Create `Dataset` objects


train_dataset = tf.data.Dataset.from_tensor_slices((x_train, y_train))
train_dataset = (
    train_dataset.map(encode_single_sample, num_parallel_calls=tf.data.AUTOTUNE)
    .batch(batch_size)
    .prefetch(buffer_size=tf.data.AUTOTUNE)
)

validation_dataset = tf.data.Dataset.from_tensor_slices((x_valid, y_valid))
validation_dataset = (
    validation_dataset.map(encode_single_sample, num_parallel_calls=tf.data.AUTOTUNE)
    .batch(batch_size)
    .prefetch(buffer_size=tf.data.AUTOTUNE)
)

Visualize the data


_, ax = plt.subplots(4, 4, figsize=(10, 5))
for batch in train_dataset.take(1):
    images = batch["image"]
    labels = batch["label"]
    for i in range(16):
        img = (images[i] * 255).numpy().astype("uint8")
        label = tf.strings.reduce_join(num_to_char(labels[i])).numpy().decode("utf-8")
        ax[i // 4, i % 4].imshow(img[:, :, 0].T, cmap="gray")
        ax[i // 4, i % 4].set_title(label)
        ax[i // 4, i % 4].axis("off")
plt.show()

Model


def ctc_batch_cost(y_true, y_pred, input_length, label_length):
    label_length = ops.cast(ops.squeeze(label_length, axis=-1), dtype="int32")
    input_length = ops.cast(ops.squeeze(input_length, axis=-1), dtype="int32")
    sparse_labels = ops.cast(
        ctc_label_dense_to_sparse(y_true, label_length), dtype="int32"
    )

    y_pred = ops.log(ops.transpose(y_pred, axes=[1, 0, 2]) + keras.backend.epsilon())

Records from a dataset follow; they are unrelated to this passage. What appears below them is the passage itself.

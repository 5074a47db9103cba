//! # Codec
//!
//! Translation between descriptors/commands and the `metapack` wire format.
//!
//! ## Layout
//!
//! Every descriptor and every command is a `Variant(tag, payload)` where the
//! tag is the name from the data model (`value`, `object`, `member_call`, ...).
//! Compound payloads are maps; unknown map keys are skipped on decode.
//!
//! ## Invariants
//! - **Recursion Safety**: all recursive operations are bounded by `MAX_DEPTH`.
//! - **Panic Safety**: decoding returns `Result` on every malformed input.

use metapack::Decoder;
use metapack::Encoder;
use metapack::Tag;

use crate::command::Command;
use crate::error::Error;
use crate::error::Result;
use crate::meta::ArgMeta;
use crate::meta::ExceptionMeta;
use crate::meta::HandleId;
use crate::meta::MemberDescriptor;
use crate::meta::MemberKind;
use crate::meta::Meta;
use crate::meta::ObjectMeta;
use crate::meta::Plain;
use crate::meta::Prototype;

/// The maximum nesting depth of a descriptor before decoding gives up.
pub const MAX_DEPTH: usize = 64;

fn check_depth(depth: usize) -> Result<()> {
    if depth > MAX_DEPTH {
        return Err(Error::RecursionLimitExceeded);
    }
    Ok(())
}

fn missing(what: &str, field: &str) -> Error {
    Error::ProtocolViolation(format!("{} is missing '{}'", what, field))
}

/// Writes `key => body` as one map entry.
fn field(enc: &mut Encoder, key: &str, body: impl FnOnce(&mut Encoder) -> Result<()>) -> Result<()> {
    enc.variant_begin(key)?;
    body(enc)?;
    enc.variant_end()?;
    Ok(())
}

fn encode_option<T: ?Sized>(
    enc: &mut Encoder,
    value: Option<&T>,
    body: impl FnOnce(&mut Encoder, &T) -> Result<()>,
) -> Result<()> {
    match value {
        Some(v) => {
            enc.option_some_begin()?;
            body(enc, v)?;
            enc.option_some_end()?;
        }
        None => enc.option_none()?,
    }
    Ok(())
}

// ============================================================================
//  PLAIN DATA
// ============================================================================

pub fn encode_plain(enc: &mut Encoder, plain: &Plain) -> Result<()> {
    encode_plain_impl(enc, plain, 0)
}

fn encode_plain_impl(enc: &mut Encoder, plain: &Plain, depth: usize) -> Result<()> {
    check_depth(depth)?;
    match plain {
        Plain::Undefined => enc.undefined()?,
        Plain::Null => enc.null()?,
        Plain::Bool(b) => enc.bool(*b)?,
        Plain::Number(n) => enc.f64(*n)?,
        Plain::String(s) => enc.str(s)?,
        Plain::List(items) => {
            enc.list_begin()?;
            for item in items {
                encode_plain_impl(enc, item, depth + 1)?;
            }
            enc.list_end()?;
        }
        Plain::Record(fields) => {
            enc.map_begin()?;
            for (name, value) in fields {
                field(enc, name, |e| encode_plain_impl(e, value, depth + 1))?;
            }
            enc.map_end()?;
        }
    }
    Ok(())
}

pub fn decode_plain(dec: &mut Decoder) -> Result<Plain> {
    decode_plain_impl(dec, 0)
}

fn decode_plain_impl(dec: &mut Decoder, depth: usize) -> Result<Plain> {
    check_depth(depth)?;
    let plain = match dec.peek_tag()? {
        Tag::Undefined => { dec.undefined()?; Plain::Undefined }
        Tag::Null => { dec.null()?; Plain::Null }
        Tag::BoolTrue | Tag::BoolFalse => Plain::Bool(dec.bool()?),
        Tag::F64 => Plain::Number(dec.f64()?),
        // Integers are accepted from foreign encoders and widened.
        Tag::U64 => Plain::Number(dec.u64()? as f64),
        Tag::S64 => Plain::Number(dec.s64()? as f64),
        Tag::String => Plain::String(dec.str()?.to_string()),
        Tag::List => {
            let mut iter = dec.list()?;
            let mut items = Vec::new();
            while let Some(mut item) = iter.next()? {
                items.push(decode_plain_impl(&mut item, depth + 1)?);
            }
            Plain::List(items)
        }
        Tag::Map => {
            let mut iter = dec.map()?;
            let mut fields = Vec::new();
            while let Some((name, mut value)) = iter.next()? {
                fields.push((name.to_string(), decode_plain_impl(&mut value, depth + 1)?));
            }
            Plain::Record(fields)
        }
        other => return Err(Error::ProtocolViolation(format!("{:?} is not plain data", other))),
    };
    Ok(plain)
}

// ============================================================================
//  MEMBERS AND PROTOTYPES
// ============================================================================

fn encode_member(enc: &mut Encoder, member: &MemberDescriptor) -> Result<()> {
    enc.map_begin()?;
    enc.entry("name", |e| e.str(&member.name))?;
    enc.entry("enumerable", |e| e.bool(member.enumerable))?;
    enc.entry("writable", |e| e.bool(member.writable))?;
    enc.entry("kind", |e| e.str(member.kind.as_tag()))?;
    enc.map_end()?;
    Ok(())
}

fn decode_member(dec: &mut Decoder) -> Result<MemberDescriptor> {
    let mut map = dec.map()?;
    let mut name = None;
    let mut enumerable = false;
    let mut writable = false;
    let mut kind = None;

    while let Some((key, mut val)) = map.next()? {
        match key {
            "name" => name = Some(val.str()?.to_string()),
            "enumerable" => enumerable = val.bool()?,
            "writable" => writable = val.bool()?,
            "kind" => {
                let tag = val.str()?;
                kind = Some(MemberKind::from_tag(tag).ok_or_else(|| Error::UnknownVariant(tag.to_string()))?);
            }
            _ => val.skip()?,
        }
    }

    Ok(MemberDescriptor {
        name: name.ok_or_else(|| missing("member", "name"))?,
        enumerable,
        writable,
        kind: kind.ok_or_else(|| missing("member", "kind"))?,
    })
}

fn encode_members(enc: &mut Encoder, members: &[MemberDescriptor]) -> Result<()> {
    enc.list_begin()?;
    for member in members {
        encode_member(enc, member)?;
    }
    enc.list_end()?;
    Ok(())
}

fn decode_members(dec: &mut Decoder) -> Result<Vec<MemberDescriptor>> {
    let mut iter = dec.list()?;
    let mut members = Vec::new();
    while let Some(mut item) = iter.next()? {
        members.push(decode_member(&mut item)?);
    }
    Ok(members)
}

fn encode_proto(enc: &mut Encoder, proto: Option<&Prototype>, depth: usize) -> Result<()> {
    check_depth(depth)?;
    encode_option(enc, proto, |enc, proto| {
        enc.map_begin()?;
        field(enc, "members", |e| encode_members(e, &proto.members))?;
        field(enc, "proto", |e| encode_proto(e, proto.proto.as_deref(), depth + 1))?;
        enc.map_end()?;
        Ok(())
    })
}

fn decode_proto(dec: &mut Decoder, depth: usize) -> Result<Option<Box<Prototype>>> {
    check_depth(depth)?;
    let Some(mut inner) = dec.option()? else { return Ok(None) };
    let mut map = inner.map()?;
    let mut members = Vec::new();
    let mut proto = None;

    while let Some((key, mut val)) = map.next()? {
        match key {
            "members" => members = decode_members(&mut val)?,
            "proto" => proto = decode_proto(&mut val, depth + 1)?,
            _ => val.skip()?,
        }
    }

    Ok(Some(Box::new(Prototype { members, proto })))
}

fn encode_object(enc: &mut Encoder, object: &ObjectMeta) -> Result<()> {
    enc.map_begin()?;
    enc.entry("id", |e| e.u64(object.id.0))?;
    enc.entry("name", |e| e.str(&object.name))?;
    field(enc, "members", |e| encode_members(e, &object.members))?;
    field(enc, "proto", |e| encode_proto(e, object.proto.as_deref(), 0))?;
    enc.map_end()?;
    Ok(())
}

    return ops.expand_dims(
        tf.compat.v1.nn.ctc_loss(
            inputs=y_pred, labels=sparse_labels, sequence_length=input_length
        ),
        1,
    )


def ctc_label_dense_to_sparse(labels, label_lengths):
    label_shape = ops.shape(labels)
    num_batches_tns = ops.stack([label_shape[0]])
    max_num_labels_tns = ops.stack([label_shape[1]])

    def range_less_than(old_input, current_input):
        return ops.expand_dims(ops.arange(ops.shape(old_input)[1]), 0) < tf.fill(
            max_num_labels_tns, current_input
        )

    init = ops.cast(tf.fill([1, label_shape[1]], 0), dtype="bool")
    dense_mask = tf.compat.v1.scan(
        range_less_than, label_lengths, initializer=init, parallel_iterations=1
    )
    dense_mask = dense_mask[:, 0, :]

    label_array = ops.reshape(
        ops.tile(ops.arange(0, label_shape[1]), num_batches_tns), label_shape
    )
    label_ind = tf.compat.v1.boolean_mask(label_array, dense_mask)

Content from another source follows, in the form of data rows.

//! # Host Environment
//!
//! The roots a chain can start from. The interpreter never reaches into the
//! process on its own; everything comes through a [`Host`].

use std::collections::HashMap;

use crate::server::value::Completion;
use crate::server::value::Throw;
use crate::server::value::Value;

pub trait Host: Send + Sync {
    /// The window owning the requesting client, or `null`.
    fn current_window(&self) -> Completion;

    /// The contents object of the requesting client, or `null`.
    fn current_web_contents(&self) -> Completion;

    /// A named built-in module member, or `undefined`.
    fn builtin(&self, name: &str) -> Completion;

    /// A named global, or `undefined`.
    fn global(&self, name: &str) -> Completion;

    /// Loads a module by name. Unknown modules throw.
    fn load_module(&self, name: &str) -> Completion;

    /// Receiver for calls whose callee was not read off an object.
    fn global_receiver(&self) -> Value {
        Value::Undefined
    }
}

/// A host backed by fixed tables, filled in with the `with_*` methods.
#[derive(Default)]
pub struct StaticHost {
    window: Option<Value>,
    web_contents: Option<Value>,
    builtins: HashMap<String, Value>,
    globals: HashMap<String, Value>,
    modules: HashMap<String, Value>,
    receiver: Value,
}

impl StaticHost {
    pub fn new() -> Self {
        Self::default()
    }

    pub fn with_window(mut self, window: impl Into<Value>) -> Self {
        self.window = Some(window.into());
        self
    }

    pub fn with_web_contents(mut self, contents: impl Into<Value>) -> Self {
        self.web_contents = Some(contents.into());
        self
    }

    pub fn with_builtin(mut self, name: &str, value: impl Into<Value>) -> Self {
        self.builtins.insert(name.to_string(), value.into());
        self
    }

    pub fn with_global(mut self, name: &str, value: impl Into<Value>) -> Self {
        self.globals.insert(name.to_string(), value.into());
        self
    }

    pub fn with_module(mut self, name: &str, value: impl Into<Value>) -> Self {
        self.modules.insert(name.to_string(), value.into());
        self
    }

    pub fn with_global_receiver(mut self, receiver: impl Into<Value>) -> Self {
        self.receiver = receiver.into();
        self
    }
}

impl Host for StaticHost {
    fn current_window(&self) -> Completion {
        Ok(self.window.clone().unwrap_or(Value::Null))
    }

    fn current_web_contents(&self) -> Completion {
        Ok(self.web_contents.clone().unwrap_or(Value::Null))
    }

    fn builtin(&self, name: &str) -> Completion {
        Ok(self.builtins.get(name).cloned().unwrap_or_default())
    }

    fn global(&self, name: &str) -> Completion {
        Ok(self.globals.get(name).cloned().unwrap_or_default())
    }

    fn load_module(&self, name: &str) -> Completion {
        self.modules.get(name).cloned().ok_or_else(|| {
            let thrown = Throw::error("Error", format!("Cannot find module '{}'", name));
            if let Value::Object(error) = &thrown.0 {
                error.define("code", crate::server::value::Property::data("MODULE_NOT_FOUND".into()));
            }
            thrown
        })
    }

    fn global_receiver(&self) -> Value {
        self.receiver.clone()
    }
}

    batch_array = ops.transpose(
        ops.reshape(
            ops.tile(ops.arange(0, label_shape[0]), max_num_labels_tns),
            tf.reverse(label_shape, [0]),
        )
    )
    batch_ind = tf.compat.v1.boolean_mask(batch_array, dense_mask)
    indices = ops.transpose(
        ops.reshape(ops.concatenate([batch_ind, label_ind], axis=0), [2, -1])
    )

    vals_sparse = tf.compat.v1.gather_nd(labels, indices)

    return tf.SparseTensor(
        ops.cast(indices, dtype="int64"), 
        vals_sparse, 
        ops.cast(label_shape, dtype="int64")
    )


class CTCLayer(layers.Layer):
    def __init__(self, name=None):
        super().__init__(name=name)
        self.loss_fn = ctc_batch_cost

    def call(self, y_true, y_pred):
        # Compute the training-time loss value and add it
        # to the layer using `self.add_loss()`.
        batch_len = ops.cast(ops.shape(y_true)[0], dtype="int64")
        input_length = ops.cast(ops.shape(y_pred)[1], dtype="int64")
        label_length = ops.cast(ops.shape(y_true)[1], dtype="int64")

        input_length = input_length * ops.ones(shape=(batch_len, 1), dtype="int64")
        label_length = label_length * ops.ones(shape=(batch_len, 1), dtype="int64")

        loss = self.loss_fn(y_true, y_pred, input_length, label_length)
        self.add_loss(loss)

        # At test time, just return the computed predictions
        return y_pred


def build_model():
    # Inputs to the model
    input_img = layers.Input(
        shape=(img_width, img_height, 1), name="image", dtype="float32"
    )
    labels = layers.Input(name="label", shape=(None,), dtype="float32")

    # First conv block
    x = layers.Conv2D(
        32,
        (3, 3),
        activation="relu",
        kernel_initializer="he_normal",
        padding="same",
        name="Conv1",
    )(input_img)
    x = layers.MaxPooling2D((2, 2), name="pool1")(x)

    # Second conv block
    x = layers.Conv2D(
        64,
        (3, 3),
        activation="relu",
        kernel_initializer="he_normal",
        padding="same",
        name="Conv2",
    )(x)
    x = layers.MaxPooling2D((2, 2), name="pool2")(x)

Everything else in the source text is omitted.